Rétablir l’école comme institution ordonnée au Bien commun, et non plus comme prestataire de services, chargée seulement d’assurer l’employabilité du citoyen-consommateur : un tel projet ne peut que rencontrer l’assentiment universel.


Pour autant, cette tribune pèche à mes yeux par la perspective trop partielle d’après laquelle sont envisagés les enjeux épistémologiques, socio-économiques et politiques qui surplombent toute réforme éducative. En manière de diagnostic, ses auteurs reprennent les traditionnelles lamentations de la droite sur le « collège unique », présenté comme cause des causes de tous nos maux éducatifs. Quant aux remèdes, le « Collectif Racines » propose de sanctuariser des pratiques sans aucun doute respectables – par exemple la notation, présentée comme modalité indépassable de l’évaluation scolaire – mais qui ne constituent pas, en elles-mêmes, la réponse globale qu’exige la crise que nous traversons.


Au lieu de démolir le « collège unique », terme générique qui regroupe sous une étiquette d’apparence volontariste une infinité de déclinaisons locales et de dispositifs dérogatoires (cf. l’éducation dite, par antiphrase, « prioritaire »), ne devrions-nous pas plutôt nous donner pour ambition de lui donner enfin une réalité en vue de former le « peuple d’élite » dont la nation aura besoin pour mener sa résistance économique et culturelle contre la mondialisation ? C’est en cela que l’État, seul capable d’imposer et de consentir les investissements nécessaires, aurait un rôle irremplaçable à jouer…

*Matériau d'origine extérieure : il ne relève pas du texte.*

use std::collections::BTreeMap;
use std::fmt;
use std::str::FromStr;

use chrono::{DateTime, Utc};
use serde::{Deserialize, Serialize};

use crate::error::AppError;

/// Free-form device metadata reported by a client (model, os, app version...).
pub type DeviceInfo = BTreeMap<String, String>;

/// The side of the relay a connection plays.
#[derive(Debug, Clone, Copy, PartialEq, Eq, Hash, PartialOrd, Ord, Serialize, Deserialize)]
#[serde(rename_all = "kebab-case")]
pub enum Role {
    /// Holds or emulates the card.
    CardEnd,
    /// Reads the card (point of sale / reader).
    PosEnd,
}

impl Role {
    pub const ALL: [Role; 2] = [Role::CardEnd, Role::PosEnd];

    pub fn as_str(self) -> &'static str {
        match self {
            Role::CardEnd => "card-end",
            Role::PosEnd => "pos-end",
        }
    }

    /// The role a peer must have to pair with this one.
    pub fn opposite(self) -> Role {
        match self {
            Role::CardEnd => Role::PosEnd,
            Role::PosEnd => Role::CardEnd,
        }
    }
}

impl fmt::Display for Role {
    fn fmt(&self, f: &mut fmt::Formatter<'_>) -> fmt::Result {
        f.write_str(self.as_str())
    }
}

impl FromStr for Role {
    type Err = AppError;

    fn from_str(s: &str) -> Result<Self, Self::Err> {
        match s {
            "card-end" => Ok(Role::CardEnd),
            "pos-end" => Ok(Role::PosEnd),
            other => Err(AppError::Validation(format!(
                "Invalid role '{}', expected card-end or pos-end",
                other
            ))),
        }
    }
}

/// Identity accessors shared by live clients and session participants.
pub trait ClientInfo {
    fn client_id(&self) -> &str;
    fn user_id(&self) -> &str;
    fn role(&self) -> Option<Role>;
}

/// A live connection, owned by the hub.
#[derive(Debug, Clone, Serialize)]
pub struct Client {
    pub client_id: String,
    pub user_id: String,
    pub display_name: String,
    pub role: Option<Role>,
    pub online: bool,
    pub remote_addr: Option<String>,
    pub session_id: Option<String>,
    #[serde(skip_serializing_if = "BTreeMap::is_empty")]
    pub device_info: DeviceInfo,
    pub connected_at: DateTime<Utc>,
}

impl Client {
    /// Creates a new online `Client` with no role yet.
    pub fn new(
        client_id: impl Into<String>,
        user_id: impl Into<String>,
        display_name: impl Into<String>,
        remote_addr: Option<String>,
        connected_at: DateTime<Utc>,
    ) -> Self {
        Self {
            client_id: client_id.into(),
            user_id: user_id.into(),
            display_name: display_name.into(),
            role: None,
            online: true,
            remote_addr,
            session_id: None,
            device_info: DeviceInfo::new(),
            connected_at,
        }
    }
}

impl ClientInfo for Client {
    fn client_id(&self) -> &str {
        &self.client_id
    }

    fn user_id(&self) -> &str {
        &self.user_id
    }

    fn role(&self) -> Option<Role> {
        self.role
    }
}

/// One side of a session. The variant is the role.
#[derive(Debug, Clone, PartialEq, Eq, Serialize)]
#[serde(tag = "role", rename_all = "kebab-case")]
pub enum Participant {
    CardEnd { client_id: String, user_id: String },
    PosEnd { client_id: String, user_id: String },
}

impl Participant {
    pub fn new(role: Role, client_id: impl Into<String>, user_id: impl Into<String>) -> Self {
        let (client_id, user_id) = (client_id.into(), user_id.into());
        match role {
            Role::CardEnd => Participant::CardEnd { client_id, user_id },
            Role::PosEnd => Participant::PosEnd { client_id, user_id },
        }
    }

    pub fn participant_role(&self) -> Role {
        match self {
            Participant::CardEnd { .. } => Role::CardEnd,
            Participant::PosEnd { .. } => Role::PosEnd,
        }
    }
}

impl ClientInfo for Participant {
    fn client_id(&self) -> &str {
        match self {
            Participant::CardEnd { client_id, .. } | Participant::PosEnd { client_id, .. } => {
                client_id
            }
        }
    }

    fn user_id(&self) -> &str {
        match self {
            Participant::CardEnd { user_id, .. } | Participant::PosEnd { user_id, .. } => user_id,
        }
    }

    fn role(&self) -> Option<Role> {
        Some(self.participant_role())
    }
}
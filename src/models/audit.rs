use chrono::{DateTime, Utc};
use serde::Serialize;

pub const EVENT_APDU_RELAYED: &str = "apdu_relayed_success";
pub const EVENT_APDU_FAILED: &str = "apdu_relayed_failure";
pub const EVENT_COMPLIANCE_VIOLATION: &str = "compliance_violation";
pub const EVENT_BUSINESS_VIOLATION: &str = "business_data_violation";
pub const EVENT_SECURITY_ERROR: &str = "security_error";
pub const EVENT_PAIRING_MATCHED: &str = "pairing_matched";
pub const EVENT_PAIRING_CANCELLED: &str = "pairing_cancelled";
pub const EVENT_PAIRING_TIMEOUT: &str = "pairing_timeout";
pub const EVENT_SESSION_CREATED: &str = "session_created";
pub const EVENT_TERMINATED_BY_REQUEST: &str = "session_terminated_by_client_request";
pub const EVENT_TERMINATED_BY_DISCONNECT: &str = "session_terminated_by_client_disconnect";
pub const EVENT_TERMINATED_BY_TIMEOUT: &str = "session_terminated_by_timeout";
pub const EVENT_TERMINATED_BY_APDU_ERROR: &str = "session_terminated_by_apdu_error";
pub const EVENT_TERMINATED_BY_ADMIN: &str = "session_terminated_by_admin";
pub const EVENT_TERMINATED_BY_COMPLIANCE: &str = "session_terminated_by_compliance";
pub const EVENT_CLIENT_DISCONNECTED_BY_ADMIN: &str = "client_disconnected_by_admin";

/// One structured audit event handed to the persistence collaborator.
#[derive(Debug, Clone, Serialize)]
pub struct AuditRecord {
    pub event_type: String,
    pub session_id: Option<String>,
    pub client_ids: Vec<String>,
    pub user_id: Option<String>,
    /// `success`, `failure`, `blocked`...
    pub result: String,
    pub details: sonic_rs::Value,
    pub at: DateTime<Utc>,
}

impl AuditRecord {
    pub fn new(event_type: &str, result: &str, at: DateTime<Utc>) -> Self {
        Self {
            event_type: event_type.to_string(),
            session_id: None,
            client_ids: Vec::new(),
            user_id: None,
            result: result.to_string(),
            details: sonic_rs::Value::new(),
            at,
        }
    }

    pub fn session(mut self, session_id: impl Into<String>) -> Self {
        self.session_id = Some(session_id.into());
        self
    }

    pub fn clients<I, S>(mut self, ids: I) -> Self
    where
        I: IntoIterator<Item = S>,
        S: Into<String>,
    {
        self.client_ids = ids.into_iter().map(Into::into).collect();
        self
    }

    pub fn user(mut self, user_id: impl Into<String>) -> Self {
        self.user_id = Some(user_id.into());
        self
    }

    pub fn details(mut self, details: sonic_rs::Value) -> Self {
        self.details = details;
        self
    }
}
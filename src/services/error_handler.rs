use regex::Regex;
use serde::Serialize;
use uuid::Uuid;

use crate::clock::SharedClock;
use crate::error::{AppError, ErrorCategory, Result};
use crate::models::audit::{AuditRecord, EVENT_SECURITY_ERROR};
use crate::models::compliance::RiskLevel;
use crate::services::audit::AuditRecorder;

/// How loudly an error is reported.
#[derive(Debug, Clone, Copy, PartialEq, Eq, PartialOrd, Ord, Serialize)]
#[serde(rename_all = "snake_case")]
pub enum ErrorSeverity {
    Debug,
    Info,
    Warning,
    Error,
    Critical,
}

/// Where the error happened. Every field is optional.
#[derive(Debug, Clone, Default)]
pub struct ErrorContext<'a> {
    pub operation: &'a str,
    pub session_id: Option<&'a str>,
    pub client_id: Option<&'a str>,
    pub user_id: Option<&'a str>,
}

/// The outward-facing view of an internal error.
#[derive(Debug, Clone, Serialize)]
pub struct SecureError {
    pub category: ErrorCategory,
    pub severity: ErrorSeverity,
    pub code: u32,
    /// Safe to show to clients and peers.
    pub message: String,
    /// Correlates the client-visible message with the audit record.
    pub reference: String,
}

/// Masks a PAN as `first6****last4`.
pub fn mask_pan(pan: &str) -> String {
    if pan.len() < 10 || !pan.is_ascii() {
        return "****".to_string();
    }
    format!("{}****{}", &pan[..6], &pan[pan.len() - 4..])
}

/// Translates internal errors into a bounded, non-leaky taxonomy.
pub struct SecureErrorHandler {
    detailed: bool,
    redactions: Vec<(Regex, &'static str)>,
    audit: AuditRecorder,
    clock: SharedClock,
}

impl SecureErrorHandler {
    /// Creates a new `SecureErrorHandler`.
    ///
    /// # Arguments
    ///
    /// * `detailed` - Append sanitized error detail to every client message.
    /// * `audit` - Receives one record per handled error.
    /// * `clock` - Timestamps the audit records.
    pub fn new(detailed: bool, audit: AuditRecorder, clock: SharedClock) -> Result<Self> {
        let patterns: [(&str, &'static str); 4] = [
            (r"\b\d{13,19}\b", "[REDACTED_PAN]"),
            (
                r"(?i)\b(token|secret|password|passwd|api[_-]?key|authorization)\b\s*[=:]\s*\S+",
                "$1=[REDACTED]",
            ),
            (r"(?i)\b(bearer)\s+[A-Za-z0-9._~+/=-]+", "$1 [REDACTED]"),
            (r"\b[0-9A-Fa-f]{32,}\b", "[REDACTED_HEX]"),
        ];

        let redactions = patterns
            .into_iter()
            .map(|(pattern, replacement)| {
                Regex::new(pattern)
                    .map(|re| (re, replacement))
                    .map_err(|e| AppError::Internal(format!("Invalid redaction pattern: {}", e)))
            })
            .collect::<Result<Vec<_>>>()?;

        Ok(Self {
            detailed,
            redactions,
            audit,
            clock,
        })
    }

    /// Removes card numbers, credentials and long hex secrets from `text`.
    pub fn sanitize(&self, text: &str) -> String {
        self.redactions
            .iter()
            .fold(text.to_string(), |acc, (re, replacement)| {
                re.replace_all(&acc, *replacement).into_owned()
            })
    }

    /// Categorizes, sanitizes, audits and, when severe, alerts on `error`.
    ///
    /// # Arguments
    ///
    /// * `error` - The internal error.
    /// * `ctx` - Where it happened.
    ///
    /// # Returns
    ///
    /// The outward-facing `SecureError`.
    pub fn handle(&self, error: &AppError, ctx: &ErrorContext<'_>) -> SecureError {
        let category = categorize(error);
        let severity = severity(error, category);
        let detail = self.sanitize(&error.to_string());
        let reference = Uuid::new_v4().simple().to_string();

        let mut message = public_message(error, category).to_string();
        let shows_detail = matches!(
            category,
            ErrorCategory::Validation | ErrorCategory::Conflict | ErrorCategory::Compliance
        );
        if self.detailed || shows_detail {
            message = format!("{}: {}", message, self.detail_for_client(error));
        }

        let severity_name = format!("{:?}", severity).to_lowercase();
        let mut record = AuditRecord::new(EVENT_SECURITY_ERROR, category.as_str(), self.clock.now())
            .details(sonic_rs::json!({
                "operation": ctx.operation,
                "severity": severity_name.as_str(),
                "detail": detail.as_str(),
                "reference": reference.as_str(),
            }));
        if let Some(session_id) = ctx.session_id {
            record = record.session(session_id);
        }
        if let Some(client_id) = ctx.client_id {
            record = record.clients([client_id]);
        }
        if let Some(user_id) = ctx.user_id {
            record = record.user(user_id);
        }
        self.audit.record(record);

        match severity {
            ErrorSeverity::Critical => {
                tracing::error!(
                    target: "alert",
                    operation = ctx.operation,
                    category = category.as_str(),
                    reference = %reference,
                    "🚨 Critical error: {}",
                    detail
                );
            }
            ErrorSeverity::Error => {
                tracing::error!(operation = ctx.operation, category = category.as_str(), "❌ {}", detail);
                if category == ErrorCategory::Internal {
                    tracing::error!(
                        target: "alert",
                        operation = ctx.operation,
                        reference = %reference,
                        "🚨 Unrecovered internal error"
                    );
                }
            }
            ErrorSeverity::Warning => {
                tracing::warn!(operation = ctx.operation, category = category.as_str(), "⚠️ {}", detail);
            }
            ErrorSeverity::Info => {
                tracing::info!(operation = ctx.operation, category = category.as_str(), "{}", detail);
            }
            ErrorSeverity::Debug => {
                tracing::debug!(operation = ctx.operation, category = category.as_str(), "{}", detail);
            }
        }

        SecureError {
            category,
            severity,
            code: error.code(),
            message,
            reference,
        }
    }

    /// The variant's own payload, sanitized, without the display prefix.
    fn detail_for_client(&self, error: &AppError) -> String {
        let raw = match error {
            AppError::Validation(m)
            | AppError::Conflict(m)
            | AppError::NotFound(m)
            | AppError::Expired(m) => m.clone(),
            AppError::Compliance { reason, .. } => reason.clone(),
            other => other.to_string(),
        };
        self.sanitize(&raw)
    }
}

/// Typed variants keep their category; untyped failures are categorized by message content.
pub fn categorize(error: &AppError) -> ErrorCategory {
    match error.category() {
        ErrorCategory::Internal => categorize_message(&error.to_string()),
        typed => typed,
    }
}

/// Substring categorization of a free-form error message.
pub fn categorize_message(message: &str) -> ErrorCategory {
    let lower = message.to_lowercase();
    let has = |needles: &[&str]| needles.iter().any(|n| lower.contains(n));

    if has(&["authentication", "token"]) {
        ErrorCategory::Authentication
    } else if has(&["permission", "unauthorized", "forbidden"]) {
        ErrorCategory::Permission
    } else if has(&["connection", "network", "timed out", "timeout", "unreachable", "redis"]) {
        ErrorCategory::Network
    } else if has(&["invalid", "malformed", "validation", "not found"]) {
        ErrorCategory::Validation
    } else if has(&["busy", "conflict", "already"]) {
        ErrorCategory::Conflict
    } else {
        ErrorCategory::Internal
    }
}

fn severity(error: &AppError, category: ErrorCategory) -> ErrorSeverity {
    match (error, category) {
        (AppError::Compliance { risk_level, .. }, _) => match risk_level {
            RiskLevel::Critical => ErrorSeverity::Critical,
            RiskLevel::High => ErrorSeverity::Error,
            RiskLevel::Medium => ErrorSeverity::Warning,
            RiskLevel::Low => ErrorSeverity::Info,
        },
        (_, ErrorCategory::Authentication | ErrorCategory::Permission) => ErrorSeverity::Warning,
        (_, ErrorCategory::Network | ErrorCategory::Crypto | ErrorCategory::Internal) => {
            ErrorSeverity::Error
        }
        (_, ErrorCategory::Validation | ErrorCategory::Conflict) => ErrorSeverity::Info,
        (_, ErrorCategory::Compliance) => ErrorSeverity::Warning,
    }
}

fn public_message(error: &AppError, category: ErrorCategory) -> &'static str {
    if let AppError::NotFound(_) = error {
        return "Resource not found";
    }
    match category {
        ErrorCategory::Authentication => "Authentication failed",
        ErrorCategory::Permission => "Operation not permitted",
        ErrorCategory::Network => "Service temporarily unavailable",
        ErrorCategory::Validation => "Invalid request",
        ErrorCategory::Conflict => "Request conflicts with current state",
        ErrorCategory::Internal => "Internal server error",
        ErrorCategory::Compliance => "Rejected by compliance policy",
        ErrorCategory::Crypto => "Secure channel error",
    }
}

#[cfg(test)]
mod tests {
    use super::*;
    use crate::clock::ManualClock;
    use crate::services::audit::MemoryAuditSink;
    use chrono::{TimeZone, Utc};
    use std::sync::Arc;
    use tokio_util::sync::CancellationToken;

    fn handler(sink: &MemoryAuditSink) -> SecureErrorHandler {
        let audit = AuditRecorder::spawn(Arc::new(sink.clone()), 16, CancellationToken::new());
        let clock = Arc::new(ManualClock::new(Utc.with_ymd_and_hms(2026, 1, 15, 12, 0, 0).unwrap()));
        SecureErrorHandler::new(false, audit, clock).unwrap()
    }

    #[test]
    fn categories_follow_message_keywords() {
        assert_eq!(categorize_message("token expired"), ErrorCategory::Authentication);
        assert_eq!(categorize_message("Unauthorized access"), ErrorCategory::Permission);
        assert_eq!(categorize_message("connection reset by peer"), ErrorCategory::Network);
        assert_eq!(categorize_message("malformed frame"), ErrorCategory::Validation);
        assert_eq!(categorize_message("device busy"), ErrorCategory::Conflict);
        assert_eq!(categorize_message("something odd"), ErrorCategory::Internal);
    }

    #[test]
    fn pans_are_masked() {
        assert_eq!(mask_pan("4761739001010010"), "476173****0010");
        assert_eq!(mask_pan("123"), "****");
    }

    #[tokio::test]
    async fn secrets_never_reach_the_client_message() {
        let sink = MemoryAuditSink::new();
        let handler = handler(&sink);

        let err = AppError::Validation("card 4761739001010010 with token=abc123 rejected".into());
        let out = handler.handle(&err, &ErrorContext { operation: "relay", ..Default::default() });

        assert_eq!(out.category, ErrorCategory::Validation);
        assert!(!out.message.contains("4761739001010010"));
        assert!(!out.message.contains("abc123"));
        assert!(out.message.contains("[REDACTED_PAN]"));

        handler.audit.flush().await;
        assert_eq!(sink.event_types().await, vec![EVENT_SECURITY_ERROR]);
    }

    #[tokio::test]
    async fn audit_records_use_the_injected_clock() {
        let sink = MemoryAuditSink::new();
        let handler = handler(&sink);
        handler.handle(&AppError::Network("peer reset".into()), &ErrorContext::default());

        handler.audit.flush().await;
        let records = sink.records().await;
        assert_eq!(records.len(), 1);
        assert_eq!(records[0].at, Utc.with_ymd_and_hms(2026, 1, 15, 12, 0, 0).unwrap());
    }

    #[tokio::test]
    async fn internal_detail_is_hidden() {
        let sink = MemoryAuditSink::new();
        let handler = handler(&sink);
        let out = handler.handle(
            &AppError::Internal("lua script failed at line 7".into()),
            &ErrorContext::default(),
        );
        assert_eq!(out.message, "Internal server error");
        assert_eq!(out.severity, ErrorSeverity::Error);
    }

    #[tokio::test]
    async fn critical_compliance_is_critical() {
        let sink = MemoryAuditSink::new();
        let handler = handler(&sink);
        let out = handler.handle(
            &AppError::Compliance {
                reason: "Blacklisted card number".into(),
                risk_level: RiskLevel::Critical,
                rule_id: "PAN_COMPLIANCE".into(),
            },
            &ErrorContext::default(),
        );
        assert_eq!(out.category, ErrorCategory::Compliance);
        assert_eq!(out.severity, ErrorSeverity::Critical);
        assert!(out.message.contains("Blacklisted card number"));
    }
}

Par ailleurs, j’exprime les plus vives réserves sur les « spécificités » de l’école privée qu’il conviendrait de « respecter ». Dans un système éducatif cohérent, si l’école « privée » était privée de quelque chose, ce serait en tout premier lieu de sa raison d’être. Ceci constitue un enjeu politique crucial. La contribution qu’apporta le Front national, en pleine période reaganienne, aux défilés en faveur de l’école prétendue « libre » constitue l’un de ces accidents de l’histoire qui empêcha l’émergence d’un patriotisme authentiquement social et républicain – patriotisme amalgamé depuis lors aux marges les plus réactionnaires de la droite versaillaise. Certes, je n’ignore pas que l’époque est révolue où le "chèque éducation" tenait le haut du pavé dans le programme éducatif du Front. Rappelons tout de même que l’enseignement privé n’est que l’ultime résidu d’une guerre civile qui accoucha de la République au tournant du XIXème et du XXème siècle. Le Front se grandirait s’il se proposait, une fois l’école publique redressée, de mettre un terme symbolique à cet affrontement stérile qui ronge de l’intérieur le principe d’égalité républicaine.


Loin des déplorations convenues que l’on peut trouver dans n’importe quelle revue syndicale, le système scolaire dont nous avons besoin ne pourra donc être édifié que si nous avons à l’esprit le double impératif éthique et politique qui doit lui servir de colonne vertébrale : celui d’une élévation générale du niveau de culture et d’esprit critique de nos concitoyens. Ayons bien conscience que c’est un défi formidable auquel nous sommes confrontés puisque la résistance à la mondialisation libérale nous contraint à rehausser massivement le niveau au moment précisément où toutes les évolutions techniques et anthropologiques en cours se conjuguent pour le faire s’effondrer.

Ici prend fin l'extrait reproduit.